I had only been teaching for six months when she arrived as my new line manager. I missed her first week and all the getting-to-know-you pleasantries, as I was off sick, having just suffered a miscarriage.

On my first day back, she had to introduce herself to me as my new boss, as well as checking that I was well enough to return. I’d only taken a week off to recover and colleagues were concerned that it wasn’t long enough. It probably wasn’t, but I felt like work would take my mind off my grief. It was my fifth miscarriage. My husband and I had got used to navigating a heartbreaking routine of sadness, knowing that whatever the amount of official grieving time we took, it wouldn’t be enough, so we may as well just trudge on with life.

I shook her hand, and we said our nice-to-meet-yous. I sat down in her office and she said how sorry she was. I muttered appreciative sounds. Then she paused. Then she sighed. Then she said “It’s a bit fucking awkward this, isn’t it?” The dark clouds stopped swirling just for a millisecond. I looked up.

“This is obviously a really shitty time and you’re a grown woman and you can decide if you’re ready to come back to work. But I’ve got to check it’s not too soon. What if a student gets on your nerves and you pull a machine gun out of your handbag? That’d be my fault!”

It was the first time I’d smiled for ages. Her honesty about how uncomfortable she was feeling and her wildly inappropriate language made me feel like a person, not just a person in grief. I loved her for it. I still do.

‘Tread carefully’

Human compassion and appropriate professional behaviour aren’t always the same thing.

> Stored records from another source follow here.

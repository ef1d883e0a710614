//! Wire types exchanged with the messaging gateway.

use reqdesk_core::user::ActorIdentity;
use serde::{Deserialize, Serialize};

use crate::action::ActionTag;

/// One inbound event: who sent it and what they sent.
#[derive(Debug, Clone, Deserialize, Serialize)]
pub struct InboundEvent {
  pub actor:   ActorIdentity,
  pub payload: Payload,
}

#[derive(Debug, Clone, Deserialize, Serialize)]
#[serde(tag = "kind", rename_all = "snake_case")]
pub enum Payload {
  /// A typed message, command or reply-keyboard label.
  Text { text: String },
  /// An inline button press carrying an action tag.
  Button { tag: String },
}

/// An inline button: label shown to the user, tag sent back when pressed.
#[derive(Debug, Clone, PartialEq, Eq, Serialize, Deserialize)]
pub struct Button {
  pub label:  String,
  pub action: String,
}

impl Button {
  pub fn new(label: &str, action: ActionTag) -> Self {
    Self { label: label.to_owned(), action: action.to_string() }
  }
}

/// One outbound message.
#[derive(Debug, Clone, PartialEq, Eq, Serialize, Deserialize)]
pub struct Reply {
  pub text:    String,
  #[serde(default, skip_serializing_if = "Vec::is_empty")]
  pub buttons: Vec<Button>,
  /// Replacement reply-keyboard rows, when the keyboard should change.
  #[serde(default, skip_serializing_if = "Option::is_none")]
  pub menu:    Option<Vec<Vec<String>>>,
}

impl Reply {
  pub fn text(text: impl Into<String>) -> Self {
    Self { text: text.into(), buttons: Vec::new(), menu: None }
  }

  pub fn with_buttons(mut self, buttons: Vec<Button>) -> Self {
    self.buttons = buttons;
    self
  }

  pub fn with_menu(mut self, menu: Vec<Vec<String>>) -> Self {
    self.menu = Some(menu);
    self
  }
}

#[derive(Debug, Clone, Serialize, Deserialize)]
pub struct EventResponse {
  pub replies: Vec<Reply>,
}
//! Error type for `reqdesk-store-sqlite`.

use thiserror::Error;

#[derive(Debug, Error)]
pub enum Error {
  #[error("database error: {0}")]
  Database(#[from] tokio_rusqlite::Error),

  #[error("date/time parse error: {0}")]
  DateParse(String),

  /// A row written moments ago could not be read back.
  #[error("row vanished from {0} after write")]
  RowVanished(&'static str),

  #[error("corrupt column {column}: {message}")]
  Decode {
    column:  &'static str,
    message: String,
  },
}

pub type Result<T, E = Error> = std::result::Result<T, E>;
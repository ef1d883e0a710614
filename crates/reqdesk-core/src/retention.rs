//! Time-based retention of finished requests.
//!
//! A completed request ages from `completed_at`; a cancelled one from
//! `updated_at`. Once the reference timestamp falls behind the cutoff the
//! request is eligible for permanent deletion.

use chrono::{DateTime, TimeDelta, Utc};

use crate::request::{Request, Status};

pub const DEFAULT_RETENTION_DAYS: i64 = 30;

#[derive(Debug, Clone, Copy, PartialEq, Eq)]
pub struct RetentionPolicy {
  pub days: i64,
}

impl Default for RetentionPolicy {
  fn default() -> Self { Self { days: DEFAULT_RETENTION_DAYS } }
}

impl RetentionPolicy {
  pub fn new(days: i64) -> Self { Self { days } }

  /// Timestamp the retention clock runs from, or `None` for active requests.
  pub fn reference_time(request: &Request) -> Option<DateTime<Utc>> {
    match request.status {
      Status::Completed => request.completed_at,
      Status::Cancelled => Some(request.updated_at),
      Status::New | Status::InProgress => None,
    }
  }

  pub fn cutoff(&self, now: DateTime<Utc>) -> DateTime<Utc> {
    now - TimeDelta::days(self.days)
  }

  /// True when the request is finished and its reference time is older than
  /// the cutoff.
  pub fn is_expired(&self, request: &Request, now: DateTime<Utc>) -> bool {
    Self::reference_time(request).is_some_and(|at| at < self.cutoff(now))
  }

  /// Whole days remaining before the sweep removes `request`.
  pub fn days_left(&self, request: &Request, now: DateTime<Utc>) -> i64 {
    Self::reference_time(request)
      .map(|at| self.days - (now - at).num_days())
      .unwrap_or(0)
  }
}

/// True when `request` is finished and its reference time lies within the
/// last `window_days` days.
pub fn is_within(request: &Request, now: DateTime<Utc>, window_days: i64) -> bool {
  RetentionPolicy::reference_time(request)
    .is_some_and(|at| at >= now - TimeDelta::days(window_days))
}
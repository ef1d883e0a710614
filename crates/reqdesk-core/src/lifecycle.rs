//! The request state machine.
//!
//! ```text
//!            accept (employee)                 restore (admin)
//! new ─────────────────────────► completed ──────────────────► new
//!  │  in_progress ──accept──────►    │
//!  │                                 └──delete (admin)──► destroyed
//!  ├──reject (admin)──────────► cancelled ──restore (admin)──► new
//!  └──cancel (anyone)─────────►    │
//!     in_progress ──cancel────►    └──delete (admin)──► destroyed
//! ```
//!
//! [`plan`] is pure: it checks the guard, finds the matching row of the
//! transition table and returns the request as it should be persisted. The
//! engine is responsible for loading and storing.

use chrono::{DateTime, Utc};
use serde::{Deserialize, Serialize};

use crate::{
  Error, Result,
  request::{Request, Status},
  user::User,
};

// ─── Events ──────────────────────────────────────────────────────────────────

#[derive(Debug, Clone, Copy, PartialEq, Eq, Hash, Serialize, Deserialize)]
#[serde(rename_all = "snake_case")]
pub enum Event {
  Accept,
  Reject,
  Cancel,
  Restore,
  Delete,
}

impl Event {
  pub fn verb(self) -> &'static str {
    match self {
      Self::Accept => "accept",
      Self::Reject => "reject",
      Self::Cancel => "cancel",
      Self::Restore => "restore",
      Self::Delete => "delete",
    }
  }

  pub fn guard(self) -> Guard {
    match self {
      Self::Accept => Guard::Employee,
      Self::Cancel => Guard::AnyUser,
      Self::Reject | Self::Restore | Self::Delete => Guard::Admin,
    }
  }
}

// ─── Guards ──────────────────────────────────────────────────────────────────

/// Who may fire an event.
#[derive(Debug, Clone, Copy, PartialEq, Eq)]
pub enum Guard {
  /// Any registered user.
  AnyUser,
  /// Only users without the admin flag.
  Employee,
  Admin,
}

impl Guard {
  pub fn permits(self, actor: &User) -> bool {
    match self {
      Self::AnyUser => true,
      Self::Employee => !actor.is_admin,
      Self::Admin => actor.is_admin,
    }
  }
}

// ─── Planning ────────────────────────────────────────────────────────────────

/// What the engine must persist for a successful transition.
#[derive(Debug, Clone, PartialEq, Eq)]
pub enum Outcome {
  Update(Request),
  Destroy,
}

/// Compute the effect of `event` fired by `actor` on `request` at `now`.
///
/// Fails with [`Error::Unauthorized`] when the guard rejects the actor and
/// with [`Error::InvalidTransition`] when the event is not valid from the
/// current status. `request` itself is never modified.
pub fn plan(
  request: &Request,
  event: Event,
  actor: &User,
  now: DateTime<Utc>,
) -> Result<Outcome> {
  if !event.guard().permits(actor) {
    return Err(Error::Unauthorized { actor: actor.user_id, action: event.verb() });
  }

  let invalid = || Error::InvalidTransition { from: request.status, event };
  let mut next = request.clone();
  next.updated_at = now;

  match (request.status, event) {
    (Status::New | Status::InProgress, Event::Accept) => {
      next.status = Status::Completed;
      next.completed_at = Some(now);
      next.completed_by = Some(actor.user_id);
      next.cancelled_by = None;
    }
    (Status::New, Event::Reject) | (Status::New | Status::InProgress, Event::Cancel) => {
      next.status = Status::Cancelled;
      next.cancelled_by = Some(actor.user_id);
      next.completed_at = None;
      next.completed_by = None;
    }
    (Status::Completed | Status::Cancelled, Event::Restore) => {
      next.status = Status::New;
      next.completed_at = None;
      next.completed_by = None;
      next.cancelled_by = None;
    }
    (Status::Completed | Status::Cancelled, Event::Delete) => return Ok(Outcome::Destroy),
    _ => return Err(invalid()),
  }

  Ok(Outcome::Update(next))
}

A while ago, an adult student disclosed some really upsetting news to me and tears started to stream down her face. She looked broken. My natural reaction was to envelop her in my arms to try to give her some maternal comfort so she knew I was truly sympathetic to her situation. But I fought my instinct because a) the intention with which I gave the hug might be received in an entirely different way - it might feel to her like the opposite of comfort, she might feel threatened by it, and b) physical contact between a teacher and student, even an adult student, even one who is in extreme distress, is not appropriate.

There’s a difference in power and status implicit in the teacher-student relationship, regardless of the ages of either party. And when power disparity and physicality are combined, especially in a professional arena, it’s wise to tread very carefully.

To acknowledge my feelings and let her know I cared, but without assuming my closeness would be welcomed, I said “I want to give you a massive hug, but…” I was going to say “but I shouldn’t because that isn’t what teachers do”.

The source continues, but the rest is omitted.